Arch Linuxでは,fstabの生成にgenfstabを使いましょうとArchWikiに書いてありました.これ,実は楽させてもらえてたんだとGentoo Linuxを触って初めて知りました.Gentoo Wikiには「手打ちで頑張ってfstab作ってね!」と言わんばかりに書かれていました.しかし,そんなGentoo Linuxにも救いの手はありました.なんと,Arch LinuxのgenfstabGentooの公式リポジトリにあるんです!しかも,ArchWikiのgenfstabのマニュアルへの誘導付きで.ありがたく使わせていただきましょう.

Waylandはまだ早過ぎた…

WaylandはXorgの代替を目指したプロジェクトのようですが,日本語を扱う我々にはまだ早過ぎました…

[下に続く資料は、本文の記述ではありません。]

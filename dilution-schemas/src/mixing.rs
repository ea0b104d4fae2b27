use serde::{Deserialize, Serialize};

/// Coded dose level that marks a drug as absent from a mixture.
pub const ABSENT_LEVEL: u32 = 0;

/// Drug (rows) by mixture (columns) table of coded dose levels.
///
/// Level `0` means the drug is absent from the mixture; positive levels index
/// increasingly concentrated preparations of that drug.
#[derive(Debug, Clone, PartialEq, Serialize, Deserialize)]
pub struct MixingMatrix {
    pub drugs: Vec<String>,
    pub mixtures: Vec<String>,
    pub levels: Vec<Vec<u32>>,
}

impl MixingMatrix {
    pub fn num_drugs(&self) -> usize {
        self.drugs.len()
    }

    pub fn num_mixtures(&self) -> usize {
        self.mixtures.len()
    }

    /// The coded levels of one drug across every mixture.
    pub fn drug_levels(&self, drug_index: usize) -> &[u32] {
        &self.levels[drug_index]
    }

    /// The coded levels of every drug within one mixture.
    pub fn mixture_levels(&self, mixture_index: usize) -> impl Iterator<Item = u32> + '_ {
        self.levels.iter().map(move |row| row[mixture_index])
    }

    pub fn drug_index(&self, drug: &str) -> Option<usize> {
        self.drugs.iter().position(|d| d == drug)
    }
}
//! Integration tests: writing a finished plan to disk

use dilution_core::export::{
    PlanWriter, DILUTION_PLAN_FILE, MEDIUM_VOLUMES_FILE, MIXTURE_MEDIUM_FILE, STOCK_VOLUMES_FILE,
    USAGE_COUNTS_FILE,
};
use std::fs;

mod common;
use common::half_factor_plan;

#[test]
fn test_write_plan_creates_every_table() {
    let dir = tempfile::tempdir().unwrap();
    let writer = PlanWriter::new(dir.path().join("run")).unwrap();
    let written = writer.write_plan(&half_factor_plan()).unwrap();

    assert_eq!(written.len(), 5);
    for name in [
        STOCK_VOLUMES_FILE,
        MEDIUM_VOLUMES_FILE,
        USAGE_COUNTS_FILE,
        MIXTURE_MEDIUM_FILE,
        DILUTION_PLAN_FILE,
    ] {
        assert!(dir.path().join("run").join(name).is_file(), "{} missing", name);
    }
}

#[test]
fn test_stock_matrix_is_wide_with_level_labels() {
    let dir = tempfile::tempdir().unwrap();
    let writer = PlanWriter::new(dir.path()).unwrap();
    writer.write_plan(&half_factor_plan()).unwrap();

    let content = fs::read_to_string(dir.path().join(STOCK_VOLUMES_FILE)).unwrap();
    let lines: Vec<&str> = content.lines().collect();
    assert_eq!(lines, vec!["Drug,1,2", "D1,125,137.5", "D2,75,162.5"]);
}

#[test]
fn test_usage_counts_carry_totals() {
    let dir = tempfile::tempdir().unwrap();
    let writer = PlanWriter::new(dir.path()).unwrap();
    writer.write_plan(&half_factor_plan()).unwrap();

    let content = fs::read_to_string(dir.path().join(USAGE_COUNTS_FILE)).unwrap();
    let lines: Vec<&str> = content.lines().collect();
    assert_eq!(lines, vec!["Drug,1,2,total", "D1,2,1,3", "D2,1,2,3"]);
}

#[test]
fn test_long_plan_starts_each_drug_at_stock() {
    let dir = tempfile::tempdir().unwrap();
    let writer = PlanWriter::new(dir.path()).unwrap();
    writer.write_plan(&half_factor_plan()).unwrap();

    let mut reader = csv::Reader::from_path(dir.path().join(DILUTION_PLAN_FILE)).unwrap();
    let doses: Vec<(String, String)> = reader
        .records()
        .map(|r| {
            let r = r.unwrap();
            (r[0].to_string(), r[1].to_string())
        })
        .collect();
    assert_eq!(
        doses,
        vec![
            ("D1".to_string(), "Stock".to_string()),
            ("D1".to_string(), "2".to_string()),
            ("D1".to_string(), "1".to_string()),
            ("D2".to_string(), "Stock".to_string()),
            ("D2".to_string(), "2".to_string()),
            ("D2".to_string(), "1".to_string()),
        ]
    );
}
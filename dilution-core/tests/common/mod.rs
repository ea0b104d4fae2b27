//! Helpers shared by the integration tests

#![allow(dead_code)]

use dilution_core::planning::{builder::PlanBuilder, plan::DilutionPlan};
use dilution_core::tables::{read_dose_table, read_mixing_matrix};
use dilution_schemas::settings::PlanSettings;

pub const TOLERANCE: f64 = 1e-9;

/// Assert that two volumes agree within `TOLERANCE`
pub fn assert_close(actual: f64, expected: f64, message: &str) {
    assert!(
        (actual - expected).abs() < TOLERANCE,
        "{}: expected {}, got {}",
        message,
        expected,
        actual
    );
}

/// Plan built from CSV text, the way the binary builds it from files
pub fn plan_from_csv(
    mixing_csv: &str,
    dose_csv: &str,
    replicates: u32,
    assay_volume: f64,
    settings: PlanSettings,
) -> Result<DilutionPlan, dilution_core::error::DilutionError> {
    let mixing = read_mixing_matrix(mixing_csv.as_bytes(), "mixing.csv")?;
    let doses = read_dose_table(dose_csv.as_bytes(), "doses.csv")?;
    PlanBuilder::new()
        .with_mixing_matrix(mixing)
        .with_dose_table(doses)
        .with_replicates(replicates)
        .with_assay_volume(assay_volume)
        .with_settings(settings)
        .build()
}

/// Two drugs, two levels each, every factor 0.5, usage [[2, 1], [1, 2]] and a base
/// volume of 100 (one replicate of 200 split across two drugs, no margin).
pub fn half_factor_plan() -> DilutionPlan {
    plan_from_csv(
        "Drugs,M1,M2,M3\nD1,1,1,2\nD2,1,2,2\n",
        "Drugs,1,2,Stock\nD1,1,2,4\nD2,1,2,4\n",
        1,
        200.0,
        PlanSettings {
            buffer_volume: 50.0,
            safety_margin: 0.0,
        },
    )
    .expect("half factor plan should build")
}

/// Five drugs over six mixtures with three dose levels; D5 only prepares the top two.
pub const MIXING_CSV: &str = "\
Drugs,M1,M2,M3,M4,M5,M6
D1,0,1,2,3,1,0
D2,3,3,0,1,2,2
D3,2,0,0,1,3,1
D4,1,2,3,0,0,2
D5,0,2,3,3,2,0
";

pub const DOSE_CSV: &str = "\
Drugs,1,2,3,Stock
D1,2.5,5,10,40
D2,1,3,9,27
D3,10,20,40,400
D4,0.5,1,2,2
D5,,12,24,100
";
//! Backward volume propagation through a serial-dilution chain.
//!
//! Each prepared dose, except the least concentrated, is also the source of the
//! dose below it. Walking from level 1 towards the stock, the volume drawn from the
//! current level to make the weaker one is carried up and added to the current
//! level's own requirement:
//!
//! ```text
//! total(i)  = required(i) + carried(i)
//! stock(i)  = factor(i) * total(i)        // drawn from level i+1, or from Stock
//! medium(i) = total(i) - stock(i)
//! carried(i+1) = stock(i)
//! ```
//!
//! The carry left after the most concentrated level is the draw from the true stock.
//! Levels a drug does not prepare pass the carry through untouched.

use crate::error::DilutionError;
use dilution_schemas::level_matrix::{DilutionFactorMatrix, VolumeMatrix};

/// One level of one drug's chain.
#[derive(Debug, Clone, Copy, PartialEq)]
pub struct LevelStep {
    pub level: u32,
    pub prepared: bool,
    pub dilution_factor: Option<f64>,
    pub required_volume: f64,
    /// Volume entering this level from the less concentrated one.
    pub carried_volume: f64,
    pub total_volume: f64,
    /// Drawn from the next more concentrated solution.
    pub stock_volume: f64,
    pub medium_volume: f64,
}

#[derive(Debug, Clone, PartialEq)]
pub struct DrugPropagation {
    pub drug: String,
    pub steps: Vec<LevelStep>,
    /// Volume withdrawn from the undiluted stock.
    pub stock_draw: f64,
}

/// Propagated volumes for every drug, plus the same numbers laid out as matrices.
#[derive(Debug, Clone, PartialEq)]
pub struct DilutionVolumes {
    pub drugs: Vec<DrugPropagation>,
    pub stock: VolumeMatrix,
    pub medium: VolumeMatrix,
    pub total: VolumeMatrix,
}

impl DilutionVolumes {
    pub fn stock_draw(&self, drug_index: usize) -> f64 {
        self.drugs[drug_index].stock_draw
    }
}

/// Runs the recurrence for a single drug, from its least concentrated level upwards.
///
/// # Errors
///
/// Returns `ArithmeticViolation` if a factor lies outside `(0, 1]` or a requirement is
/// negative, since either would yield a negative medium volume.
pub fn propagate_drug(
    drug: &str,
    levels: &[u32],
    requirements: &[f64],
    factors: &[Option<f64>],
) -> Result<DrugPropagation, DilutionError> {
    if requirements.len() != levels.len() || factors.len() != levels.len() {
        return Err(DilutionError::InvalidConfiguration(format!(
            "drug '{}' has {} levels but {} requirements and {} factors",
            drug,
            levels.len(),
            requirements.len(),
            factors.len()
        )));
    }

    let mut carried_volume = 0.0;
    let mut steps = Vec::with_capacity(levels.len());

    for ((&level, &required_volume), &factor) in levels.iter().zip(requirements).zip(factors) {
        if !required_volume.is_finite() || required_volume < 0.0 {
            return Err(DilutionError::arithmetic(
                drug,
                level,
                format!("required volume {} is not a non-negative volume", required_volume),
            ));
        }

        let Some(dilution_factor) = factor else {
            steps.push(LevelStep {
                level,
                prepared: false,
                dilution_factor: None,
                required_volume,
                carried_volume,
                total_volume: 0.0,
                stock_volume: 0.0,
                medium_volume: 0.0,
            });
            continue;
        };
        if !dilution_factor.is_finite() || dilution_factor <= 0.0 || dilution_factor > 1.0 {
            return Err(DilutionError::arithmetic(
                drug,
                level,
                format!("dilution factor {} is outside (0, 1]", dilution_factor),
            ));
        }

        let total_volume = required_volume + carried_volume;
        let stock_volume = dilution_factor * total_volume;
        let medium_volume = total_volume - stock_volume;
        steps.push(LevelStep {
            level,
            prepared: true,
            dilution_factor: Some(dilution_factor),
            required_volume,
            carried_volume,
            total_volume,
            stock_volume,
            medium_volume,
        });
        carried_volume = stock_volume;
    }

    Ok(DrugPropagation {
        drug: drug.to_string(),
        steps,
        stock_draw: carried_volume,
    })
}

/// Propagates every drug's chain. Drugs are independent and may run in parallel;
/// results always come back in drug order.
pub fn propagate_volumes(
    requirements: &VolumeMatrix,
    factors: &DilutionFactorMatrix,
) -> Result<DilutionVolumes, DilutionError> {
    if !requirements.same_shape(factors) {
        return Err(DilutionError::InvalidConfiguration(
            "volume requirements and dilution factors cover different drugs or levels".to_string(),
        ));
    }

    let propagate_row = |drug_index: usize| {
        propagate_drug(
            &requirements.drugs[drug_index],
            &requirements.levels,
            requirements.row(drug_index),
            factors.row(drug_index),
        )
    };

    #[cfg(feature = "parallel")]
    let results: Vec<Result<DrugPropagation, DilutionError>> = {
        use rayon::prelude::*;
        (0..requirements.num_drugs())
            .into_par_iter()
            .map(propagate_row)
            .collect()
    };
    #[cfg(not(feature = "parallel"))]
    let results: Vec<Result<DrugPropagation, DilutionError>> =
        (0..requirements.num_drugs()).map(propagate_row).collect();

    // The first failing drug in table order is reported, whichever thread saw it.
    let drugs = results.into_iter().collect::<Result<Vec<_>, _>>()?;

    let matrix_of = |value: fn(&LevelStep) -> f64| VolumeMatrix {
        drugs: requirements.drugs.clone(),
        levels: requirements.levels.clone(),
        cells: drugs
            .iter()
            .map(|d| d.steps.iter().map(value).collect())
            .collect(),
    };
    let stock = matrix_of(|s: &LevelStep| s.stock_volume);
    let medium = matrix_of(|s: &LevelStep| s.medium_volume);
    let total = matrix_of(|s: &LevelStep| s.total_volume);

    Ok(DilutionVolumes {
        drugs,
        stock,
        medium,
        total,
    })
}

というのも,主にElectron製ソフトで日本語入力がうまくできない問題があります.日本語を扱うのにこれは致命的です.他にもD-Busの連携がうまくできていないなどもありました.おとなしくXorgを使いましょう…

こんなのでswayを使うのを諦めることになったのは残念です…

シェルはzshを使おう

Arch LinuxみたいにBashスクリプトが起動時に実行されるみたいなことは無いですが,Gentoo側が用意した専用のシェル補完のパッケージが非常に便利です.特に,パッケージインストール時にパッケージ名を補完可能になるのは非常にありがたいです.zshのtab連打で補完する機能と合わせれば最強です.

パッケージ名を補完してくれている様子

Plasmaが軽い…!?

おそらくGentoo Linuxの「ローカルでパッケージをビルドする」ことの恩恵でしょう.KDE PlasmaはGNOMEとよく比較されるくらいの重量級デスクトップ環境ですが,メモリ使用量が1GB前後で収まっていることに驚きました.過去にFedoraでKDE Plasmaを使用していたことがあり,そのときは最低でも2~3GBはメモリを食っていました.そう考えると1GB前後で済んでるのは凄いです.

Plasmaが1GBも使っていない様子

しかし,難易度は高い…

前途の通り,非常に高いカスタマイズ性故,扱う難易度はアホみたいに高いです.ある程度Linuxの知識を積んだうえでGentoo Linuxに挑戦しましょう.筆者もUbuntu→Alter Linux→Arch Linux→Gentoo Linuxと歩んできています.Linux全体の共通項を知らないまま,Gentoo Linux特有の概念まで覚えきれるわけがないです.逆に,これらの全体像がうっすらとでも見えてくると,Gentoo Linuxの面白さを感じることができるでしょう.

総合評価は?

Gentoo Linuxは面倒くさいながらも軽快で自由度が高いので,かなり気に入っています.痒い所に手が届くことほどうれしいことはありません.唯一不満を述べるとすれば,公式リポジトリにfcitx5を追加してほしい,くらいですかね.上流ではすでにfcitx4の使用は非推奨のようなので,対応をお願いしたいところです.この点を除けば,Arch Linuxより楽しいLinuxであると筆者は感じます.